Indian Smartphone & Tablet Industry?
Questions come up immediately – Is this industry attractive enough? Is there enough incentive to compete here and try to achieve positive network effects? The Smartphone and tablet industry in India is an extremely crowded industry with over 60+ players in the space.
Strong price competition and product commoditization are strong characteristics of this ma
rket. The leading brands in India Samsung, Micromax & Karbonn take up 60% of the Smartphone space while the rest is extremely fragmented. Add to this the recent announcements at Google I/O 2014. The AndroidOne initiative will give further impetus to low-cost device makers making it hard for consumer to differentiate one tablet/smartphone from the other. And amidst all these dynamics, ENTER FLIPKART at the lower end of the price range.
A look from Amazon’s perspective
Amazon has a strong experience with consumer electronics devices. The Kindle, when launched was the first of its kind. It was a new category of device a.k.a the e-reader with the much talked about e-Ink. It was a niche device that could render the Amazon eBook format and could leverage cloud delivery infrastructure downloading books via WiFi and WhisperNet.
The new Smartphone, Fire Phone is positioned as a high-end niche device, competing not with the zillion other Android phone makers, but rather a few premium Smartphone makers in the US market – which is a completely different ballgame compared to the emerging markets.
The value proposition of Amazon’s Fire Phone is also well-defined and centered around Amazon services. Amazon Prime has substantial uptake in the US market. Bundling this subscription allows Amazon to further expand its user base. Trying to bump up transactions through the use of Amazon-specific apps & features is a clear intent. How well that strategy pans out or how drastic that step could be is a debate out of this scope.
For Flipkart, its not the same arena?
In fact it is not even the same game anymore. While this appears as a me-too response to the Amazon Fire Phone launch, I believe that achieving competitive parity can be useful but need not always be meaningful.
Digiflip, Flipkart’s inhouse brand, primarily appears to be an ‘electronic accessories’ brand. A Tablet to augment this line up of accessories is like driving in the opposite direction in a one-way to get into the business. In terms of positioning as well, the Digiflip Pro when compared to the Fire Phone is at a relatively different position on the pricing spectrum.

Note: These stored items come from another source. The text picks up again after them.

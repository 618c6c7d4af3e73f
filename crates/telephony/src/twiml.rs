//! Minimal builder for the provider's voice response markup. Only the verbs
//! this service speaks are modelled: `Say`, `Gather` (speech input) and
//! `Hangup`.

const GATHER_TIMEOUT_SECS: u32 = 6;

#[derive(Clone, Debug, Default, PartialEq, Eq)]
pub struct VoiceResponse {
    verbs: Vec<Verb>,
}

#[derive(Clone, Debug, PartialEq, Eq)]
enum Verb {
    Say(String),
    Gather { action: String, prompts: Vec<String> },
    Hangup,
}

impl VoiceResponse {
    pub fn new() -> Self {
        Self::default()
    }

    pub fn say(&mut self, text: impl Into<String>) -> &mut Self {
        self.verbs.push(Verb::Say(text.into()));
        self
    }

    /// Speaks `prompt` and gathers the caller's next utterance; the provider
    /// posts the transcript to `action`.
    pub fn gather(&mut self, action: impl Into<String>, prompt: impl Into<String>) -> &mut Self {
        self.verbs.push(Verb::Gather { action: action.into(), prompts: vec![prompt.into()] });
        self
    }

    pub fn hangup(&mut self) -> &mut Self {
        self.verbs.push(Verb::Hangup);
        self
    }

    pub fn to_xml(&self) -> String {
        let mut xml = String::from("<?xml version=\"1.0\" encoding=\"UTF-8\"?><Response>");
        for verb in &self.verbs {
            match verb {
                Verb::Say(text) => {
                    xml.push_str("<Say>");
                    xml.push_str(&escape(text));
                    xml.push_str("</Say>");
                }
                Verb::Gather { action, prompts } => {
                    xml.push_str(&format!(
                        "<Gather input=\"speech\" action=\"{}\" method=\"POST\" \
                         speechTimeout=\"auto\" timeout=\"{GATHER_TIMEOUT_SECS}\">",
                        escape(action)
                    ));
                    for prompt in prompts {
                        xml.push_str("<Say>");
                        xml.push_str(&escape(prompt));
                        xml.push_str("</Say>");
                    }
                    xml.push_str("</Gather>");
                }
                Verb::Hangup => xml.push_str("<Hangup/>"),
            }
        }
        xml.push_str("</Response>");
        xml
    }
}

fn escape(raw: &str) -> String {
    let mut escaped = String::with_capacity(raw.len());
    for character in raw.chars() {
        match character {
            '&' => escaped.push_str("&amp;"),
            '<' => escaped.push_str("&lt;"),
            '>' => escaped.push_str("&gt;"),
            '"' => escaped.push_str("&quot;"),
            '\'' => escaped.push_str("&apos;"),
            other => escaped.push(other),
        }
    }
    escaped
}
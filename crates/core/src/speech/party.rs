/// Largest party accepted from a spoken digit run.
const MAX_PARTY_SIZE: u32 = 20;

/// Spoken number words recognised for the party size. Scanned in table
/// order; the first word present in the utterance wins.
const NUMBER_WORDS: [(&str, u32); 12] = [
    ("one", 1),
    ("two", 2),
    ("three", 3),
    ("four", 4),
    ("five", 5),
    ("six", 6),
    ("seven", 7),
    ("eight", 8),
    ("nine", 9),
    ("ten", 10),
    ("eleven", 11),
    ("twelve", 12),
];

/// Pulls a party size out of a transcribed utterance. A contiguous digit run
/// is preferred and must land in 1..=20; otherwise the utterance is scanned
/// for a number word. Tokens keep internal hyphens, so "twenty-five" matches
/// neither path and yields nothing.
pub fn extract_party_size(speech: &str) -> Option<u32> {
    if let Some(run) = first_digit_run(speech) {
        if let Ok(value) = run.parse::<u32>() {
            if (1..=MAX_PARTY_SIZE).contains(&value) {
                return Some(value);
            }
        }
    }

    let lowered = speech.to_lowercase();
    let tokens: Vec<&str> = lowered
        .split_whitespace()
        .map(|token| token.trim_matches(|character: char| !character.is_ascii_alphabetic()))
        .collect();

    for (word, value) in NUMBER_WORDS {
        if tokens.iter().any(|token| *token == word) {
            return Some(value);
        }
    }

    None
}

fn first_digit_run(speech: &str) -> Option<&str> {
    let start = speech.find(|character: char| character.is_ascii_digit())?;
    let run = &speech[start..];
    let end =
        run.find(|character: char| !character.is_ascii_digit()).unwrap_or(run.len());
    Some(&run[..end])
}

#[cfg(test)]
mod tests {
    use super::extract_party_size;

    #[test]
    fn number_word_is_recognised() {
        assert_eq!(extract_party_size("two guests"), Some(2));
        assert_eq!(extract_party_size("a table for seven, please"), Some(7));
    }

    #[test]
    fn digit_run_is_preferred() {
        assert_eq!(extract_party_size("we are 15"), Some(15));
        assert_eq!(extract_party_size("15 people, maybe sixteen"), Some(15));
    }

    #[test]
    fn zero_is_not_a_party() {
        assert_eq!(extract_party_size("zero"), None);
        assert_eq!(extract_party_size("0"), None);
    }

    #[test]
    fn out_of_range_digits_are_rejected() {
        assert_eq!(extract_party_size("25"), None);
        assert_eq!(extract_party_size("we are 21 people"), None);
    }

    #[test]
    fn hyphenated_compound_words_do_not_match() {
        assert_eq!(extract_party_size("twenty-five"), None);
    }

    #[test]
    fn word_table_order_decides_ties() {
        // "one" precedes "four" in the table even though "four" comes first
        // in the utterance.
        assert_eq!(extract_party_size("four adults and one child"), Some(1));
    }

    #[test]
    fn unusable_speech_yields_nothing() {
        assert_eq!(extract_party_size("a cosy table please"), None);
        assert_eq!(extract_party_size(""), None);
    }
}
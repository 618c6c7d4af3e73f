pub mod client;
pub mod twiml;

pub use client::{CallInitiator, NoopCallInitiator, PlacedCall, TelephonyError, TwilioCallClient};
pub use twiml::VoiceResponse;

Over 2000 free eBooks are being offered as a goodie with this device, Flipkart also offers the Flipkart First subscription service, but I do not have enough to compare the popularity of this with that of Amazon Prime – I doubt though that similarities exist.
Will this boost online transactions?
It is widely said that e-Commerce & m-Commerce are the next big purchase channels for consumers. Flipkart is now a leading destination for device makers to sell Smartphones. Motorola sold over 1 million handsets through this exclusive-online retail partner in 5 months. Xiaomi is also planning to partner will Flipkart in its entry into the Indian market. Yet another Smartphone partner is in place – Karbonn, with whom Flipkart made exclusivity deals deal for cheap smartphone.
While these partnerships will boost the main line of business, the entry into ‘cheap tablet’ space could send the wrong-signal to these partners. These partners need to trust Flipkart to sell their devices on the website, than to feel threatened by Flipkart’s cheap competitive offerings.
That being said, would it not be more interesting to partner with these Android device makers like Samsung, Motorola, Micromax, Xiaomi, Karbonn and others to preload a Flipkart App on the device? Flipkart might want to extract more value at a lower cost by preloading the App an fulfil its eco-system intent than to start the line-of-business which is outside is core-business.
Leverage firm capabilities to find growth beyond the core
Flipkart has already started experimenting with its core business model by spinning off its logistics arm – eKart. While I see good merit in leveraging core-competencies to grow beyond its core, investing in this new line of business to gain competitive parity raises more questions than it answers.